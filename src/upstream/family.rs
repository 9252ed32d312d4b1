//! JSON shape of decoded metrics.
//!
//! [`decode`] runs the exposition text through `prometheus-parse` and
//! regroups the flat sample list into [`MetricFamily`] values: one entry
//! per metric name, in order of first appearance, with the `_sum` and
//! `_count` series of summaries and histograms folded into their family.
//! Numbers are rendered as strings so non-finite values survive JSON.
//!
//! The parser skips lines it cannot read, so every line is checked against
//! the text format first and every named series must come out of the parse.

use std::collections::{BTreeMap, HashMap, HashSet};

use prometheus_parse::{Sample, Scrape, Value};
use serde::{Deserialize, Serialize};

pub type LabelSet = BTreeMap<String, String>;

#[derive(Debug, Clone, PartialEq, Serialize, Deserialize)]
pub struct MetricFamily {
    pub name: String,
    #[serde(default)]
    pub help: String,
    #[serde(rename = "type")]
    pub kind: MetricKind,
    pub metrics: Vec<MetricSample>,
}

#[derive(Debug, Clone, Copy, PartialEq, Eq, Serialize, Deserialize)]
#[serde(rename_all = "UPPERCASE")]
pub enum MetricKind {
    Counter,
    Gauge,
    Summary,
    Histogram,
    Untyped,
}

#[derive(Debug, Clone, PartialEq, Serialize, Deserialize)]
#[serde(untagged)]
pub enum MetricSample {
    Histogram {
        #[serde(default, skip_serializing_if = "BTreeMap::is_empty")]
        labels: LabelSet,
        buckets: BTreeMap<String, String>,
        count: String,
        sum: String,
    },
    Summary {
        #[serde(default, skip_serializing_if = "BTreeMap::is_empty")]
        labels: LabelSet,
        quantiles: BTreeMap<String, String>,
        count: String,
        sum: String,
    },
    Scalar {
        #[serde(default, skip_serializing_if = "BTreeMap::is_empty")]
        labels: LabelSet,
        value: String,
    },
}

impl MetricSample {
    #[must_use]
    pub fn labels(&self) -> &LabelSet {
        match self {
            Self::Histogram { labels, .. }
            | Self::Summary { labels, .. }
            | Self::Scalar { labels, .. } => labels,
        }
    }

    fn empty_aggregate(kind: MetricKind, labels: LabelSet) -> Self {
        let zero = || format_value(0.0);
        if kind == MetricKind::Histogram {
            Self::Histogram {
                labels,
                buckets: BTreeMap::new(),
                count: zero(),
                sum: zero(),
            }
        } else {
            Self::Summary {
                labels,
                quantiles: BTreeMap::new(),
                count: zero(),
                sum: zero(),
            }
        }
    }
}

/// Decode an exposition-format payload into metric families.
///
/// Every line is checked before parsing; one malformed line fails the
/// whole payload.
pub fn decode(text: &str) -> std::io::Result<Vec<MetricFamily>> {
    check_exposition(text)?;
    let scrape = Scrape::parse(text.lines().map(|line| Ok(line.to_owned())))?;
    if let Some(name) = first_dropped_series(text, &scrape) {
        return Err(std::io::Error::new(
            std::io::ErrorKind::InvalidData,
            format!("samples of '{name}' could not be decoded"),
        ));
    }
    Ok(group(scrape))
}

/// A series named in `text` that produced no sample at all.
fn first_dropped_series<'t>(text: &'t str, scrape: &Scrape) -> Option<&'t str> {
    let decoded: HashSet<&str> = scrape.samples.iter().map(|s| s.metric.as_str()).collect();
    let covered = |name: &str| {
        decoded.contains(name)
            || ["_bucket", "_sum", "_count"]
                .iter()
                .filter_map(|suffix| name.strip_suffix(suffix))
                .any(|base| decoded.contains(base))
    };

    text.lines()
        .map(str::trim)
        .filter(|line| !line.is_empty() && !line.starts_with('#'))
        .map(sample_name)
        .find(|&name| !covered(name))
}

fn sample_name(line: &str) -> &str {
    let end = line
        .find(|c: char| c == '{' || c.is_whitespace())
        .unwrap_or(line.len());
    &line[..end]
}

fn check_exposition(text: &str) -> std::io::Result<()> {
    for (idx, line) in text.lines().enumerate() {
        let line = line.trim();
        let outcome = if line.is_empty() {
            Ok(())
        } else if let Some(comment) = line.strip_prefix('#') {
            check_comment(comment)
        } else {
            check_sample(line)
        };
        if let Err(reason) = outcome {
            return Err(std::io::Error::new(
                std::io::ErrorKind::InvalidData,
                format!("line {}: {reason}", idx + 1),
            ));
        }
    }
    Ok(())
}

/// Only `# TYPE` lines carry structure; other comments are free text.
fn check_comment(comment: &str) -> Result<(), String> {
    let mut fields = comment.split_whitespace();
    if fields.next() != Some("TYPE") {
        return Ok(());
    }
    let name = fields.next().ok_or("TYPE line without metric name")?;
    if !is_metric_name(name) {
        return Err(format!("invalid metric name '{name}'"));
    }
    match fields.next() {
        Some("counter" | "gauge" | "histogram" | "summary" | "untyped") => {}
        Some(other) => return Err(format!("unknown metric type '{other}'")),
        None => return Err(format!("TYPE line for '{name}' has no type")),
    }
    match fields.next() {
        Some(extra) => Err(format!("unexpected token '{extra}'")),
        None => Ok(()),
    }
}

/// `name[{label="value",...}] value [timestamp]`
fn check_sample(line: &str) -> Result<(), String> {
    let name = sample_name(line);
    if !is_metric_name(name) {
        return Err(format!("invalid metric name '{name}'"));
    }

    let mut rest = &line[name.len()..];
    if let Some(labels) = rest.strip_prefix('{') {
        rest = skip_labels(labels)?;
    }

    let mut fields = rest.split_whitespace();
    let value = fields
        .next()
        .ok_or_else(|| format!("sample '{name}' has no value"))?;
    if value.parse::<f64>().is_err() {
        return Err(format!("invalid value '{value}' for '{name}'"));
    }
    if let Some(ts) = fields.next() {
        if ts.parse::<i64>().is_err() {
            return Err(format!("invalid timestamp '{ts}' for '{name}'"));
        }
    }
    match fields.next() {
        Some(extra) => Err(format!("unexpected token '{extra}'")),
        None => Ok(()),
    }
}

/// Consume a label set up to and including the closing brace.
fn skip_labels(mut s: &str) -> Result<&str, String> {
    loop {
        s = s.trim_start();
        if let Some(rest) = s.strip_prefix('}') {
            return Ok(rest);
        }

        let name_end = s
            .find(|c: char| !(c.is_ascii_alphanumeric() || c == '_'))
            .ok_or("unterminated label set")?;
        let name = &s[..name_end];
        if !is_label_name(name) {
            return Err(format!("invalid label name '{name}'"));
        }

        s = s[name_end..]
            .trim_start()
            .strip_prefix('=')
            .ok_or_else(|| format!("label '{name}' has no value"))?;
        s = s
            .trim_start()
            .strip_prefix('"')
            .ok_or_else(|| format!("value of label '{name}' is not quoted"))?;
        s = skip_quoted(s).ok_or_else(|| format!("value of label '{name}' is not terminated"))?;

        s = s.trim_start();
        if let Some(rest) = s.strip_prefix(',') {
            s = rest;
        } else if !s.starts_with('}') {
            return Err("expected ',' or '}' in label set".into());
        }
    }
}

/// Rest of `s` after the closing quote, honouring backslash escapes.
fn skip_quoted(s: &str) -> Option<&str> {
    let mut escaped = false;
    for (i, c) in s.char_indices() {
        match c {
            _ if escaped => escaped = false,
            '\\' => escaped = true,
            '"' => return Some(&s[i + 1..]),
            _ => {}
        }
    }
    None
}

fn is_metric_name(name: &str) -> bool {
    let mut chars = name.chars();
    chars
        .next()
        .is_some_and(|c| c.is_ascii_alphabetic() || c == '_' || c == ':')
        && chars.all(|c| c.is_ascii_alphanumeric() || c == '_' || c == ':')
}

fn is_label_name(name: &str) -> bool {
    let mut chars = name.chars();
    chars
        .next()
        .is_some_and(|c| c.is_ascii_alphabetic() || c == '_')
        && chars.all(|c| c.is_ascii_alphanumeric() || c == '_')
}

#[derive(Clone, Copy)]
enum Aggregate {
    Sum,
    Count,
}

struct FamilyBuilder<'a> {
    docs: &'a HashMap<String, String>,
    families: Vec<MetricFamily>,
    index: HashMap<String, usize>,
}

impl<'a> FamilyBuilder<'a> {
    fn new(docs: &'a HashMap<String, String>) -> Self {
        Self {
            docs,
            families: Vec::new(),
            index: HashMap::new(),
        }
    }

    fn family(&mut self, name: &str, kind: MetricKind) -> &mut MetricFamily {
        let idx = if let Some(&idx) = self.index.get(name) {
            idx
        } else {
            self.families.push(MetricFamily {
                name: name.to_string(),
                help: self.docs.get(name).cloned().unwrap_or_default(),
                kind,
                metrics: Vec::new(),
            });
            self.index.insert(name.to_string(), self.families.len() - 1);
            self.families.len() - 1
        };
        &mut self.families[idx]
    }

    /// The summary or histogram entry of `name` for `labels`, created on first use.
    fn aggregate(&mut self, name: &str, kind: MetricKind, labels: LabelSet) -> &mut MetricSample {
        let family = self.family(name, kind);
        let pos = if let Some(pos) = family.metrics.iter().position(|m| *m.labels() == labels) {
            pos
        } else {
            family
                .metrics
                .push(MetricSample::empty_aggregate(family.kind, labels));
            family.metrics.len() - 1
        };
        &mut family.metrics[pos]
    }
}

+ + +

The required answer is the exact run of lines above starting at the line with "fn sample_name(line: &str)" and ending at the line with "for (idx, line)", with both ends present.

SOLUTION BELOW:
fn sample_name(line: &str) -> &str {
    let end = line
        .find(|c: char| c == '{' || c.is_whitespace())
        .unwrap_or(line.len());
    &line[..end]
}

fn check_exposition(text: &str) -> std::io::Result<()> {
    for (idx, line) in text.lines().enumerate() {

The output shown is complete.